### INSTRUCTIONS FOR THE TASK
Please copy out every line in the entries that includes the word "rounding".

○ ○ ○

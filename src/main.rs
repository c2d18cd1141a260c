//! Fiscal Sentinel - audit risk scoring CLI

mod cli;

use anyhow::Result;
use clap::Parser;
use tracing_subscriber::{fmt, prelude::*, EnvFilter};

fn main() -> Result<()> {
    // Parse first so --log-level can seed the filter
    let cli = cli::Cli::parse();

    // RUST_LOG wins over --log-level
    let filter = EnvFilter::try_from_default_env().unwrap_or_else(|_| EnvFilter::new(&cli.log_level));
    tracing_subscriber::registry()
        .with(fmt::layer().with_writer(std::io::stderr))
        .with(filter)
        .init();

    cli::run(cli)
}
//! Seed corpus
//!
//! Baseline filings per sector so the statistical detectors have
//! something to compare against before any session entries exist.
//! Generation is deterministic for a given seed and reference time.
//!
//! | Sector     | Entries | Entities                             | Amounts       |
//! |------------|---------|--------------------------------------|---------------|
//! | healthcare | 40      | HID-9920-X / HID-8840-Y alternating  | 20k - 170k    |
//! | defence    | 30      | V-9902-DEF                           | 500k - 5M     |
//! | education  | 30      | U-0234-X                             | 10k - 50k     |
//! | taxation   | 40      | GSTIN-ABC / GSTIN-XYZ / PAN-JOHN     | 50k - 550k    |
//! | tenders    | 20      | VEN-INFRA-01 on even rows            | 5M - 25M      |
//! | payroll    | 30      | EMP-2024-i, role-based net salary    | fixed         |
//!
//! Seed entries predate approval tracking and carry no approval.

use crate::models::{Category, HistoryEntry, RiskAnalysisResult, TransactionRecord};
use chrono::{DateTime, Duration, Utc};
use rand::{Rng, SeedableRng};
use rand_chacha::ChaCha8Rng;
use serde_json::json;

const PAYROLL_ROLES: [(&str, u64); 4] = [
    ("Senior Manager", 150_000),
    ("Developer", 80_000),
    ("Analyst", 60_000),
    ("Clerk", 30_000),
];

/// 2024-01-01T00:00:00Z
const SEED_REFERENCE_SECS: i64 = 1_704_067_200;

/// Fixed instant the seed corpus is dated against.
///
/// It predates every session entry, so restored session filings always
/// sort ahead of the seed in recency windows.
pub fn seed_reference_time() -> DateTime<Utc> {
    DateTime::from_timestamp(SEED_REFERENCE_SECS, 0).unwrap_or_default()
}

/// Seed corpus dated against [`seed_reference_time`]
pub fn seed_history(seed: u64) -> Vec<HistoryEntry> {
    seed_history_at(seed, seed_reference_time())
}

/// Seed corpus relative to a fixed reference time
pub fn seed_history_at(seed: u64, now: DateTime<Utc>) -> Vec<HistoryEntry> {
    let mut generator = SeedGenerator {
        rng: ChaCha8Rng::seed_from_u64(seed),
        now,
    };

    let mut entries = Vec::with_capacity(190);
    generator.healthcare(&mut entries);
    generator.defence(&mut entries);
    generator.education(&mut entries);
    generator.taxation(&mut entries);
    generator.tenders(&mut entries);
    generator.payroll(&mut entries);
    entries
}

struct SeedGenerator {
    rng: ChaCha8Rng,
    now: DateTime<Utc>,
}

impl SeedGenerator {
    /// Uniform whole amount in `low..low + span`
    fn amount(&mut self, low: u64, span: u64) -> f64 {
        (self.rng.random_range(0..span) + low) as f64
    }

    /// A day within the last 30
    fn recent_day(&mut self) -> DateTime<Utc> {
        self.now - Duration::days(self.rng.random_range(0..30))
    }

    fn recent_date(&mut self) -> String {
        self.recent_day().format("%Y-%m-%d").to_string()
    }

    fn entry(&self, id: String, score: u8, input: TransactionRecord) -> HistoryEntry {
        HistoryEntry::new(input, RiskAnalysisResult::baseline(score), None)
            .with_id(id)
            .with_date(self.now)
    }

    fn healthcare(&mut self, out: &mut Vec<HistoryEntry>) {
        for i in 0..40 {
            let (name, id) = if i % 2 == 0 {
                ("City General Hospital", "HID-9920-X")
            } else {
                ("Apollo Clinics", "HID-8840-Y")
            };
            let amount = self.amount(20_000, 150_000);
            let input = TransactionRecord::new(Category::Healthcare, id, name, amount)
                .with_location("Metro Zone 1")
                .with_reason("General Consultation")
                .with_date(self.recent_date());
            out.push(self.entry(format!("hist-hc-{i}"), 10, input));
        }
    }

    fn defence(&mut self, out: &mut Vec<HistoryEntry>) {
        for i in 0..30 {
            let amount = self.amount(500_000, 4_500_000);
            let input = TransactionRecord::new(Category::Defence, "V-9902-DEF", "Bharat Dynamics Ltd", amount)
                .with_sub_category("Equipment Repair & Maintenance")
                .with_location("Northern Command")
                .with_reason("Routine Maintenance")
                .with_date(self.recent_date());
            out.push(self.entry(format!("hist-def-{i}"), 15, input));
        }
    }

    fn education(&mut self, out: &mut Vec<HistoryEntry>) {
        for i in 0..30 {
            let amount = self.amount(10_000, 40_000);
            let input = TransactionRecord::new(
                Category::Education,
                "U-0234-X",
                "National Institute of Technology",
                amount,
            )
            .with_location("District A")
            .with_reason("Semester Grant")
            .with_date(self.recent_date());
            out.push(self.entry(format!("hist-edu-{i}"), 5, input));
        }
    }

    fn taxation(&mut self, out: &mut Vec<HistoryEntry>) {
        for i in 0..40 {
            let late = i % 10 == 0;
            let (name, id, payer) = match i % 3 {
                0 => ("ABC Pvt Ltd", "GSTIN-ABC", "Company"),
                1 => ("XYZ Corp", "GSTIN-XYZ", "Company"),
                _ => ("John Doe", "PAN-JOHN", "Individual"),
            };
            let filed = self.recent_day();
            let due = filed + Duration::days(if late { -5 } else { 5 });
            let amount = self.amount(50_000, 500_000);

            let input = TransactionRecord::new(Category::Taxation, id, name, amount)
                .with_location("Zone 1")
                .with_reason("Quarterly Tax Return")
                .with_date(filed.format("%Y-%m-%d").to_string())
                .with_attribute("taxPayerType", json!(payer))
                .with_attribute("taxPeriod", json!("Quarter"))
                .with_attribute("dueDate", json!(due.format("%Y-%m-%d").to_string()));
            out.push(self.entry(format!("hist-tax-{i}"), if late { 30 } else { 5 }, input));
        }
    }

    fn tenders(&mut self, out: &mut Vec<HistoryEntry>) {
        for i in 0..20 {
            let recurring = i % 2 == 0;
            let (name, id) = if recurring {
                ("InfraTech Ltd", "VEN-INFRA-01".to_string())
            } else {
                ("BuildWell Corp", format!("VEN-BW-{i}"))
            };
            let amount = self.amount(5_000_000, 20_000_000);
            let estimate = self.amount(6_000_000, 20_000_000);

            let input = TransactionRecord::new(Category::Tenders, id, name, amount)
                .with_sub_category("Infrastructure")
                .with_location("State Highway Zone")
                .with_reason(format!("Road Construction Phase {i}"))
                .with_attribute("estimatedCost", json!(estimate.to_string()))
                .with_attribute("tenderId", json!(format!("TND-2023-{i}")))
                .with_attribute("tenderReleaseDate", json!(self.recent_date()))
                .with_attribute("tenderClosingDate", json!(self.recent_date()))
                .with_attribute("vendorLocation", json!("Hyderabad"))
                .with_attribute("pastProjectsCount", json!(if recurring { "15" } else { "5" }))
                .with_date(self.recent_date());
            out.push(self.entry(format!("hist-tender-{i}"), if recurring { 40 } else { 10 }, input));
        }
    }

    fn payroll(&mut self, out: &mut Vec<HistoryEntry>) {
        for i in 0..30 {
            let (role, base) = PAYROLL_ROLES[i % PAYROLL_ROLES.len()];
            let basic = base * 6 / 10;
            let allowances = base * 3 / 10;
            let deductions = base / 10;
            let net = basic + allowances - deductions;

            let input = TransactionRecord::new(
                Category::Payroll,
                format!("EMP-2024-{i}"),
                format!("Employee {i}"),
                net as f64,
            )
            .with_sub_category("Operations")
            .with_location("Headquarters")
            .with_reason("Monthly Salary")
            .with_attribute("basicSalary", json!(basic.to_string()))
            .with_attribute("allowances", json!(allowances.to_string()))
            .with_attribute("deductions", json!(deductions.to_string()))
            .with_attribute("designation", json!(role))
            .with_date(self.recent_date());

            // payroll entries are dated by pay day, not by load time
            let filed = self.recent_day();
            out.push(self.entry(format!("hist-pay-{i}"), 5, input).with_date(filed));
        }
    }
}
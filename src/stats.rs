//! Statistics primitives shared by the detectors

/// Arithmetic mean. Empty input yields 0; callers guard on length first.
pub fn mean(values: &[f64]) -> f64 {
    if values.is_empty() {
        return 0.0;
    }
    values.iter().sum::<f64>() / values.len() as f64
}

/// Population standard deviation, defined as 0 for fewer than two points
pub fn stddev(values: &[f64]) -> f64 {
    if values.len() < 2 {
        return 0.0;
    }
    let m = mean(values);
    let variance = values.iter().map(|v| (v - m).powi(2)).sum::<f64>() / values.len() as f64;
    variance.sqrt()
}

/// Absolute z-score of `value` against a baseline.
///
/// A zero standard deviation is replaced by 1 so a constant baseline
/// never divides by zero.
pub fn z_score(value: f64, mean: f64, stddev: f64) -> f64 {
    let denom = if stddev == 0.0 { 1.0 } else { stddev };
    (value - mean).abs() / denom
}
//! Fiscal Sentinel - heuristic risk scoring for public expenditure records
//!
//! Each submitted [`models::TransactionRecord`] is scored against the audit
//! history by a set of independent [`detectors`]. Their contributions are
//! summed and clamped into a 0-100 score with a [`models::RiskLevel`].
//! The [`service::AuditService`] wraps scoring with per-officer approval
//! tracking, an append-only history log and session persistence.

pub mod alerts;
pub mod approval;
pub mod config;
pub mod detectors;
pub mod history;
pub mod models;
pub mod reporters;
pub mod scoring;
pub mod service;
pub mod stats;
pub mod summary;
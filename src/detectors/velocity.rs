//! Velocity Detector
//!
//! Counts how many of the most recent history entries (any category)
//! were filed by the candidate's entity. A burst of filings inside the
//! recency window is the classic claim-splitting pattern. Only the window
//! counts, so long-standing repeat filers are not flagged forever.

use crate::config::EngineConfig;
use crate::detectors::base::{Detector, ScoringContext, Signal};
use crate::models::HistoryEntry;

const NAME: &str = "velocity";

pub struct VelocityDetector {
    window: usize,
    min_repeats: usize,
    weight: f64,
}

impl VelocityDetector {
    pub fn new() -> Self {
        Self {
            window: 10,
            min_repeats: 3,
            weight: 70.0,
        }
    }

    pub fn from_config(config: &EngineConfig) -> Self {
        let defaults = Self::new();
        Self {
            window: config.threshold_usize(NAME, "window", defaults.window),
            min_repeats: config.threshold_usize(NAME, "min_repeats", defaults.min_repeats),
            weight: config.threshold_f64(NAME, "weight", defaults.weight),
        }
    }

    /// Filings by `entity_id` among the `window` most recent entries
    fn recent_count(&self, entity_id: &str, history: &[HistoryEntry]) -> usize {
        let mut recent: Vec<&HistoryEntry> = history.iter().collect();
        // stable: equal timestamps keep their log order
        recent.sort_by(|a, b| b.date.cmp(&a.date));
        recent
            .into_iter()
            .take(self.window)
            .filter(|h| h.input.entity_id == entity_id)
            .count()
    }
}

impl Default for VelocityDetector {
    fn default() -> Self {
        Self::new()
    }
}

impl Detector for VelocityDetector {
    fn name(&self) -> &'static str {
        NAME
    }

    fn description(&self) -> &'static str {
        "Detects rapid repeated filings by the same entity"
    }

    fn category(&self) -> &'static str {
        "behavioral"
    }

    fn evaluate(&self, ctx: &ScoringContext<'_>) -> Option<Signal> {
        let count = self.recent_count(&ctx.candidate.entity_id, ctx.history);
        if count < self.min_repeats.max(1) {
            return None;
        }

        Some(Signal::new(
            NAME,
            self.weight,
            format!(
                "High-frequency stacking: entity {} has filed {} transactions in a short sequence. This velocity pattern is a primary indicator of claim-splitting or automated padding.",
                ctx.candidate.entity_id,
                count + 1
            ),
        ))
    }
}

#[cfg(test)]
mod tests {
    use super::*;
    use crate::models::{Category, RiskAnalysisResult, TransactionRecord};
    use chrono::{Duration, Utc};

    fn entry(id: &str, minutes_ago: i64) -> HistoryEntry {
        HistoryEntry::new(
            TransactionRecord::new(Category::Healthcare, id, "Entity", 1234.0),
            RiskAnalysisResult::baseline(0),
            None,
        )
        .with_date(Utc::now() - Duration::minutes(minutes_ago))
    }

    fn history_with_repeats(repeats: usize) -> Vec<HistoryEntry> {
        let mut history: Vec<HistoryEntry> = (0..repeats).map(|i| entry("HID-7", i as i64)).collect();
        for i in repeats..10 {
            history.push(entry(&format!("OTHER-{i}"), i as i64));
        }
        history
    }

    #[test]
    fn test_two_recent_filings_do_not_fire() {
        let history = history_with_repeats(2);
        let candidate = TransactionRecord::new(Category::Healthcare, "HID-7", "Entity", 99.0);
        let ctx = ScoringContext::new(&candidate, &history, None);
        assert!(VelocityDetector::new().evaluate(&ctx).is_none());
    }

    #[test]
    fn test_three_recent_filings_fire() {
        let history = history_with_repeats(3);
        let candidate = TransactionRecord::new(Category::Healthcare, "HID-7", "Entity", 99.0);
        let ctx = ScoringContext::new(&candidate, &history, None);

        let signal = VelocityDetector::new().evaluate(&ctx).unwrap();
        assert_eq!(signal.contribution, 70.0);
        assert!(signal.message.contains("High-frequency stacking"));
        assert!(signal.message.contains("filed 4 transactions"));
    }

    #[test]
    fn test_old_filings_outside_window_ignored() {
        // three old filings pushed out by ten newer ones
        let mut history: Vec<HistoryEntry> = (0..3).map(|i| entry("HID-7", 1000 + i)).collect();
        for i in 0..10 {
            history.push(entry(&format!("OTHER-{i}"), i));
        }
        let candidate = TransactionRecord::new(Category::Healthcare, "HID-7", "Entity", 99.0);
        let ctx = ScoringContext::new(&candidate, &history, None);
        assert!(VelocityDetector::new().evaluate(&ctx).is_none());
    }

    #[test]
    fn test_counts_across_categories() {
        let mut history = history_with_repeats(0);
        for i in 0..3 {
            let mut e = entry("HID-7", i);
            e.input.category = Category::Welfare;
            history.push(e);
        }
        let candidate = TransactionRecord::new(Category::Healthcare, "HID-7", "Entity", 99.0);
        let ctx = ScoringContext::new(&candidate, &history, None);
        assert!(VelocityDetector::new().evaluate(&ctx).is_some());
    }
}
//! Find, summary and seed commands

use anyhow::{Context, Result};
use console::style;
use fiscal_sentinel::alerts::search_alert;
use fiscal_sentinel::config::EngineConfig;
use fiscal_sentinel::history::seed_history;
use fiscal_sentinel::reporters::{self, OutputFormat};
use fiscal_sentinel::service::AuditService;
use std::path::Path;

pub fn find(service: &AuditService, id: &str, format: &str) -> Result<()> {
    let format: OutputFormat = format.parse()?;
    let found = service.find(id);
    let alert = search_alert(id.trim(), found.is_some());

    match (found, format) {
        (Some(entry), format) => {
            if format == OutputFormat::Text {
                println!("{} {}", style("✓").green(), alert.message);
            }
            println!("{}", reporters::render_entry(&entry, format)?);
        }
        (None, OutputFormat::Json) => {
            println!("{}", serde_json::to_string_pretty(&alert)?);
        }
        (None, OutputFormat::Text) => {
            println!("{} {}", style(&alert.title).yellow().bold(), alert.message);
        }
    }
    Ok(())
}

pub fn summary(service: &AuditService, format: &str) -> Result<()> {
    let format: OutputFormat = format.parse()?;
    println!("{}", reporters::render_summary(&service.summary(), format)?);
    Ok(())
}

pub fn seed(config: &EngineConfig, output: Option<&Path>) -> Result<()> {
    let entries = seed_history(config.service.seed);
    let json = serde_json::to_string_pretty(&entries)?;

    match output {
        Some(path) => {
            std::fs::write(path, json)
                .with_context(|| format!("Failed to write {}", path.display()))?;
            println!(
                "{} Wrote {} seed records to {}",
                style("✓").green(),
                entries.len(),
                style(path.display()).cyan()
            );
        }
        None => println!("{}", json),
    }
    Ok(())
}
//! Output reporters for audit results
//!
//! Supports two output formats:
//! - `text` - Terminal output with colors
//! - `json` - Machine-readable JSON

mod json;
mod text;

use crate::models::HistoryEntry;
use crate::service::AuditOutcome;
use crate::summary::SessionSummary;
use anyhow::{anyhow, Result};
use std::str::FromStr;

/// Supported output formats
#[derive(Debug, Clone, Copy, PartialEq, Eq, Default)]
pub enum OutputFormat {
    #[default]
    Text,
    Json,
}

impl FromStr for OutputFormat {
    type Err = anyhow::Error;

    fn from_str(s: &str) -> Result<Self, Self::Err> {
        match s.to_lowercase().as_str() {
            "text" | "txt" | "terminal" => Ok(OutputFormat::Text),
            "json" => Ok(OutputFormat::Json),
            _ => Err(anyhow!("Unknown format '{}'. Valid formats: text, json", s)),
        }
    }
}

impl std::fmt::Display for OutputFormat {
    fn fmt(&self, f: &mut std::fmt::Formatter<'_>) -> std::fmt::Result {
        match self {
            OutputFormat::Text => write!(f, "text"),
            OutputFormat::Json => write!(f, "json"),
        }
    }
}

/// Render the outcome of one or more submissions
pub fn render_outcomes(outcomes: &[AuditOutcome], format: OutputFormat) -> Result<String> {
    match format {
        OutputFormat::Text => Ok(text::render_outcomes(outcomes)),
        OutputFormat::Json => json::render_outcomes(outcomes),
    }
}

/// Render a single stored entry
pub fn render_entry(entry: &HistoryEntry, format: OutputFormat) -> Result<String> {
    match format {
        OutputFormat::Text => Ok(text::render_entry(entry)),
        OutputFormat::Json => json::render_entry(entry),
    }
}

/// Render the session dashboard
pub fn render_summary(summary: &SessionSummary, format: OutputFormat) -> Result<String> {
    match format {
        OutputFormat::Text => Ok(text::render_summary(summary)),
        OutputFormat::Json => json::render_summary(summary),
    }
}

#[cfg(test)]
pub(crate) mod tests {
    use super::*;
    use crate::alerts::{Alert, AlertSeverity};
    use crate::detectors::Signal;
    use crate::models::{Category, RiskAnalysisResult, RiskLevel, TransactionRecord};
    use chrono::Utc;

    /// A scored outcome with two signals and one alert
    pub(crate) fn test_outcome() -> AuditOutcome {
        let signals = vec![
            Signal::new("velocity", 70.0, "High-frequency stacking: entity HID-1 has filed 4 transactions"),
            Signal::new("rounding", 15.0, "Heuristic warning: perfectly rounded amount"),
        ];
        let analysis = RiskAnalysisResult {
            score: 85,
            level: RiskLevel::Critical,
            factors: signals.iter().map(|s| s.message.clone()).collect(),
            timestamp: Utc::now(),
        };
        let entry = HistoryEntry::new(
            TransactionRecord::new(Category::Healthcare, "HID-1", "Apollo", 12_000.0),
            analysis,
            None,
        )
        .with_id("REP-1");

        AuditOutcome {
            entry,
            signals,
            alerts: vec![Alert {
                severity: AlertSeverity::Critical,
                title: "CRITICAL Risk Found: Apollo".to_string(),
                message: "2 anomaly factors detected. Manual verification required.".to_string(),
            }],
        }
    }

    #[test]
    fn test_format_parsing() {
        assert_eq!(OutputFormat::from_str("text").unwrap(), OutputFormat::Text);
        assert_eq!(OutputFormat::from_str("JSON").unwrap(), OutputFormat::Json);
        assert!(OutputFormat::from_str("sarif").is_err());
    }
}
//! Composite Risk Scoring
//!
//! Combines the signals of every enabled detector into one bounded
//! score and a discrete risk level.
//!
//! # Scoring Formula
//!
//! ```text
//! raw    = Σ contribution  (fired detectors, unbounded)
//! score  = round(clamp(raw, 0, 100))
//! level  = CRITICAL if score ≥ 80
//!          HIGH     if score ≥ 55
//!          MEDIUM   if score ≥ 30
//!          LOW      otherwise
//! ```
//!
//! Contributions compound on purpose: two moderate signals together
//! outrank either one alone.
//!
//! # Factor Order
//!
//! `factors` lists the messages of fired detectors in evaluation order:
//! duty-separation, velocity, pattern-deviation, benford,
//! identity-consistency, rounding, then any custom detectors.

mod risk_scorer;

pub use risk_scorer::{clamp_score, RiskScorer, ScoreBreakdown};
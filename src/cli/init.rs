//! Init command - write an example fiscal-sentinel.toml

use anyhow::{bail, Context, Result};
use console::style;
use std::path::Path;

const EXAMPLE_CONFIG: &str = r#"# Fiscal Sentinel configuration
# Every value below is the built-in default; delete what you don't change.

# Detectors can be disabled or tuned individually.
# Names accept kebab-case, snake_case or CamelCase.

[detectors.duty-separation]
enabled = true
thresholds = { weight = 80 }

[detectors.velocity]
enabled = true
# window = trailing history entries scanned, min_repeats = same-entity hits that fire
thresholds = { window = 10, min_repeats = 3, weight = 70 }

[detectors.pattern-deviation]
enabled = true
thresholds = { entity_min_history = 3, category_min_history = 5, category_z = 3.0, entity_z = 2.2, absolute_amount = 10000 }

[detectors.benford]
enabled = true
# fires when a leading digit is observed at under ratio * its expected frequency
thresholds = { min_history = 15, ratio = 0.25, weight = 30 }

[detectors.identity-consistency]
enabled = true
thresholds = { weight = 60 }

[detectors.rounding]
enabled = true
thresholds = { unit = 1000, weight = 15 }

[approval]
# approvals per officer before the review limit is breached
threshold = 3
# warn on the approval that reaches the limit, not only the one past it
warn_on_near = true
default_department = "Audit Oversight Unit"

[alerts]
warning_score = 50
critical_score = 75

[service]
# simulated analysis delay before scoring
latency_ms = 0
timeout_ms = 5000
max_append_retries = 3
# seed for the generated history corpus
seed = 42
"#;

pub fn run(dir: &Path, force: bool) -> Result<()> {
    let config_path = dir.join("fiscal-sentinel.toml");

    if config_path.exists() && !force {
        bail!(
            "{} already exists (use --force to overwrite)",
            config_path.display()
        );
    }

    if !dir.as_os_str().is_empty() && !dir.exists() {
        std::fs::create_dir_all(dir)
            .with_context(|| format!("Failed to create {}", dir.display()))?;
    }

    std::fs::write(&config_path, EXAMPLE_CONFIG)
        .with_context(|| format!("Failed to write {}", config_path.display()))?;

    println!(
        "{} Created {}",
        style("✓").green(),
        style(config_path.display()).cyan()
    );

    println!("\nNext steps:");
    println!("  {} Score a record", style("fiscal-sentinel score --help").cyan());
    println!("  {} Session dashboard", style("fiscal-sentinel summary").cyan());

    Ok(())
}

#[cfg(test)]
mod tests {
    use super::*;
    use fiscal_sentinel::config::{load_engine_config, EngineConfig};

    #[test]
    fn test_example_config_parses_to_defaults() {
        let config = EngineConfig::from_toml_str(EXAMPLE_CONFIG).unwrap();
        assert_eq!(config.approval.threshold, 3);
        assert!(config.approval.warn_on_near);
        assert_eq!(config.service.seed, 42);
        assert_eq!(config.threshold_usize("velocity", "window", 0), 10);
        assert_eq!(config.threshold_f64("pattern-deviation", "category_z", 0.0), 3.0);
        assert!(config.is_detector_enabled("identity-consistency"));
    }

    #[test]
    fn test_init_writes_and_refuses_overwrite() {
        let dir = tempfile::tempdir().unwrap();
        run(dir.path(), false).unwrap();

        let loaded = load_engine_config(dir.path());
        assert_eq!(loaded.alerts.critical_score, 75);

        assert!(run(dir.path(), false).is_err());
        assert!(run(dir.path(), true).is_ok());
    }
}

○ ○ ○

### YOUR RESPONSE
            Signal::new("rounding", 15.0, "Heuristic warning: perfectly rounded amount"),
//! identity-consistency, rounding, then any custom detectors.
[detectors.rounding]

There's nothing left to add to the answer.